経済成長戦略メモw

いまさらまた経済成長ですか?

六〇年代の高度経済成長期にもうずいぶんとやったんじゃないんですか?またやれって?やる気わかんな〜。同じぐらい「高度な」成長は望み薄なのに?それもその理由というのが「今あるものを守るため」ってゆう、なんつうか、後ろ向きな理由なところが、ますますやる気わかんな〜

だいたい成長ったって、いつまで続ければいいのさ?「今あるものを守るため」なら、未来永劫ってことでしょ?ずっと同じ「経済成長」っていう一点を、日本人はこれから滅びるまで目指していかなきゃならないのか?いったいそんなことが、そもそも可能なの?現実的なの?

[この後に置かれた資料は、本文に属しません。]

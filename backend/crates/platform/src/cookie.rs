//! Cookie Management
//!
//! `Set-Cookie` directive builders and `Cookie` header parsing.

use axum::http::{HeaderMap, header};

/// SameSite policy for cookies
#[derive(Debug, Clone, Copy, PartialEq, Eq, Default)]
pub enum SameSite {
    #[default]
    Strict,
    Lax,
    None,
}

impl SameSite {
    pub fn as_str(&self) -> &'static str {
        match self {
            SameSite::Strict => "Strict",
            SameSite::Lax => "Lax",
            SameSite::None => "None",
        }
    }
}

/// Attributes of one named cookie
#[derive(Debug, Clone)]
pub struct CookieConfig {
    pub name: String,
    pub secure: bool,
    /// `false` for the client-readable mirrors the browser app reads
    pub http_only: bool,
    pub same_site: SameSite,
    pub path: String,
    pub max_age_secs: Option<i64>,
}

impl Default for CookieConfig {
    fn default() -> Self {
        Self {
            name: "session".to_string(),
            secure: true,
            http_only: true,
            same_site: SameSite::Strict,
            path: "/".to_string(),
            max_age_secs: None,
        }
    }
}

impl CookieConfig {
    pub fn named(name: impl Into<String>) -> Self {
        Self {
            name: name.into(),
            ..Self::default()
        }
    }

    pub fn http_only(mut self, http_only: bool) -> Self {
        self.http_only = http_only;
        self
    }

    pub fn secure(mut self, secure: bool) -> Self {
        self.secure = secure;
        self
    }

    pub fn same_site(mut self, same_site: SameSite) -> Self {
        self.same_site = same_site;
        self
    }

    pub fn max_age_secs(mut self, max_age_secs: i64) -> Self {
        self.max_age_secs = Some(max_age_secs);
        self
    }

    /// Build Set-Cookie header value
    pub fn build_set_cookie(&self, value: &str) -> String {
        let mut cookie = format!("{}={}", self.name, value);
        self.push_attributes(&mut cookie);

        if let Some(max_age) = self.max_age_secs {
            cookie.push_str(&format!("; Max-Age={}", max_age));
        }

        cookie
    }

    /// Build Set-Cookie header that expires the cookie immediately.
    ///
    /// Carries the same attributes as the original so the browser matches it.
    pub fn build_delete_cookie(&self) -> String {
        let mut cookie = format!("{}=", self.name);
        self.push_attributes(&mut cookie);
        cookie.push_str("; Max-Age=0");
        cookie
    }

    fn push_attributes(&self, cookie: &mut String) {
        if self.http_only {
            cookie.push_str("; HttpOnly");
        }
        if self.secure {
            cookie.push_str("; Secure");
        }
        cookie.push_str(&format!("; SameSite={}", self.same_site.as_str()));
        cookie.push_str(&format!("; Path={}", self.path));
    }
}

/// Extract a cookie value from headers
pub fn extract_cookie(headers: &HeaderMap, name: &str) -> Option<String> {
    headers
        .get_all(header::COOKIE)
        .iter()
        .filter_map(|value| value.to_str().ok())
        .flat_map(|value| value.split(';'))
        .find_map(|cookie| {
            let (key, value) = cookie.trim().split_once('=')?;

            if key == name && !value.is_empty() {
                Some(value.to_string())
            } else {
                None
            }
        })
}
//! Rate Limiting Infrastructure
//!
//! Fixed-window per-key counters, an in-memory store and an axum middleware
//! that keys requests by client IP.

use std::collections::HashMap;
use std::net::SocketAddr;
use std::sync::Arc;
use std::time::Duration;

use axum::Json;
use axum::body::Body;
use axum::extract::{ConnectInfo, State};
use axum::http::{HeaderValue, Request, StatusCode, header};
use axum::middleware::Next;
use axum::response::{IntoResponse, Response};
use tokio::sync::Mutex;

use crate::client::extract_client_ip;

pub const RATE_LIMIT_MESSAGE: &str = "Too many requests. Please try again later.";

/// Wall clock in milliseconds, the time base of every window
pub fn now_ms() -> i64 {
    chrono::Utc::now().timestamp_millis()
}

/// Rate limit configuration
#[derive(Debug, Clone)]
pub struct RateLimitConfig {
    /// Maximum requests allowed in the window
    pub max_requests: u32,
    /// Time window duration
    pub window: Duration,
    /// Key on the first `X-Forwarded-For` hop instead of the peer address
    pub trust_proxy: bool,
}

impl Default for RateLimitConfig {
    fn default() -> Self {
        Self {
            max_requests: 15,
            window: Duration::from_secs(60),
            trust_proxy: false,
        }
    }
}

impl RateLimitConfig {
    pub fn new(max_requests: u32, window_secs: u64) -> Self {
        Self {
            max_requests,
            window: Duration::from_secs(window_secs),
            trust_proxy: false,
        }
    }

    pub fn window_ms(&self) -> i64 {
        self.window.as_millis() as i64
    }
}

/// Rate limit check result
#[derive(Debug, Clone)]
pub struct RateLimitResult {
    pub allowed: bool,
    pub remaining: u32,
    pub reset_at_ms: i64,
}

impl RateLimitResult {
    /// Whole seconds until the window resets, rounded up
    pub fn retry_after_secs(&self, now_ms: i64) -> i64 {
        ((self.reset_at_ms - now_ms).max(0) + 999) / 1000
    }
}

pub type RateLimitStoreError = Box<dyn std::error::Error + Send + Sync>;

/// Trait for rate limit storage backends
#[trait_variant::make(RateLimitStore: Send)]
pub trait LocalRateLimitStore {
    /// Count one request against `key` and report whether it is allowed
    async fn check_and_increment(
        &self,
        key: &str,
        config: &RateLimitConfig,
        now_ms: i64,
    ) -> Result<RateLimitResult, RateLimitStoreError>;
}

// ============================================================================
// In-memory store
// ============================================================================

#[derive(Debug, Clone, Copy)]
struct Window {
    started_at_ms: i64,
    count: u32,
}

/// Process-local fixed-window counters
///
/// Counters are not shared between replicas.
#[derive(Debug, Clone, Default)]
pub struct InMemoryRateLimitStore {
    windows: Arc<Mutex<HashMap<String, Window>>>,
}

impl InMemoryRateLimitStore {
    pub fn new() -> Self {
        Self::default()
    }

    /// Drop windows that ended before `now_ms`
    pub async fn prune(&self, config: &RateLimitConfig, now_ms: i64) -> usize {
        let mut windows = self.windows.lock().await;
        let before = windows.len();
        windows.retain(|_, w| now_ms - w.started_at_ms < config.window_ms());
        before - windows.len()
    }

    pub async fn len(&self) -> usize {
        self.windows.lock().await.len()
    }

    pub async fn is_empty(&self) -> bool {
        self.windows.lock().await.is_empty()
    }
}

impl RateLimitStore for InMemoryRateLimitStore {
    async fn check_and_increment(
        &self,
        key: &str,
        config: &RateLimitConfig,
        now_ms: i64,
    ) -> Result<RateLimitResult, RateLimitStoreError> {
        let mut windows = self.windows.lock().await;

        let window = windows.entry(key.to_string()).or_insert(Window {
            started_at_ms: now_ms,
            count: 0,
        });

        if now_ms - window.started_at_ms >= config.window_ms() {
            *window = Window {
                started_at_ms: now_ms,
                count: 0,
            };
        }

        window.count = window.count.saturating_add(1);

        Ok(RateLimitResult {
            allowed: window.count <= config.max_requests,
            remaining: config.max_requests.saturating_sub(window.count),
            reset_at_ms: window.started_at_ms + config.window_ms(),
        })
    }
}

// ============================================================================
// Middleware
// ============================================================================

/// Middleware state
#[derive(Clone)]
pub struct RateLimitState<S>
where
    S: RateLimitStore + Clone + Send + Sync + 'static,
{
    pub store: Arc<S>,
    pub config: Arc<RateLimitConfig>,
}

impl<S> RateLimitState<S>
where
    S: RateLimitStore + Clone + Send + Sync + 'static,
{
    pub fn new(store: S, config: RateLimitConfig) -> Self {
        Self {
            store: Arc::new(store),
            config: Arc::new(config),
        }
    }
}

/// Reject requests over the per-IP budget with 429.
///
/// The key is the peer address from `ConnectInfo`, or the forwarded client
/// address when `trust_proxy` is set. Requests whose IP cannot be determined
/// share one `unknown` bucket.
/// Store failures let the request through.
pub async fn rate_limit<S>(
    State(state): State<RateLimitState<S>>,
    req: Request<Body>,
    next: Next,
) -> Response
where
    S: RateLimitStore + Clone + Send + Sync + 'static,
{
    let direct_ip = req
        .extensions()
        .get::<ConnectInfo<SocketAddr>>()
        .map(|info| info.0.ip());

    let key = extract_client_ip(req.headers(), direct_ip, state.config.trust_proxy)
        .map(|ip| ip.to_string())
        .unwrap_or_else(|| "unknown".to_string());

    let now_ms = now_ms();

    let result = match state
        .store
        .check_and_increment(&key, &state.config, now_ms)
        .await
    {
        Ok(result) => result,
        Err(e) => {
            tracing::error!(error = %e, "Rate limit store failed");
            return next.run(req).await;
        }
    };

    if !result.allowed {
        tracing::warn!(client = %key, "Rate limit exceeded");

        let mut response = (
            StatusCode::TOO_MANY_REQUESTS,
            Json(serde_json::json!({ "error": RATE_LIMIT_MESSAGE })),
        )
            .into_response();
        response.headers_mut().insert(
            header::RETRY_AFTER,
            HeaderValue::from(result.retry_after_secs(now_ms)),
        );
        return response;
    }

    next.run(req).await
}
//! Application Layer
//!
//! Indexer configuration, log handling and the listener task.

pub mod config;
pub mod event_indexer;
pub mod list_transactions;
pub mod listener;

pub use config::IndexerConfig;
pub use event_indexer::{EventIndexer, LogOutcome};
pub use list_transactions::ListTransactionsUseCase;
pub use listener::ChainListener;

経済を 成長させろ 言われても やる気わかない 別のことしよ

とはいえ、やはりできれば貧乏はしたくない。あまり働かずして、余所の力を借りて楽してお金儲けできるならそれに越したことはない。そこで、大きなお世話だろうがすでにあるいくつかの(他力)経済成長戦略をまとめてみた。

A. スイスになる
スイスは永世中立国などと言って、ぱっと見には小奇麗でスマートだけど、実は相当ヤバい国である。脱税やマネー・ロンダリングに使われるという銀行の秘密口座のことは有名だが、それだけじゃない。税制はほぼタックス・ヘブン並み、アメリカにも目をつけられODBCの有害税制リストにも載るほどだし、それら銀行システムや税制を最大限に利用した宝石(密輸品も含まれる)や貴金属の取引や加工、銃器や装甲車などの武器の輸出、富裕層外国人に対する税制を含めたさまざまな優遇など、ようするに、ちょっときわどかったりえげつなかったりするが濡れ手に粟的な商売に軒並み手をつけている、そんな国なのだ。

しかしこれはGDPがちょうど日本の十分の一ほどの国だからできることである。まがりなりにもGDP世界第二位の日本がこれをそのまま真似たら世界中から非難ごうごうで立ち行かないだろう。したがってこの手でいくことを考えるなら同時にGDPを十分の一、人口を二十分の一にして、金持ちの住む小国にしていかねばならない。スイス、行ったことありますか?小奇麗な小国。浮浪者などどこにも見当たらず、街はきれいで、親孝行なパンク姿の若者がよく似合う国だ。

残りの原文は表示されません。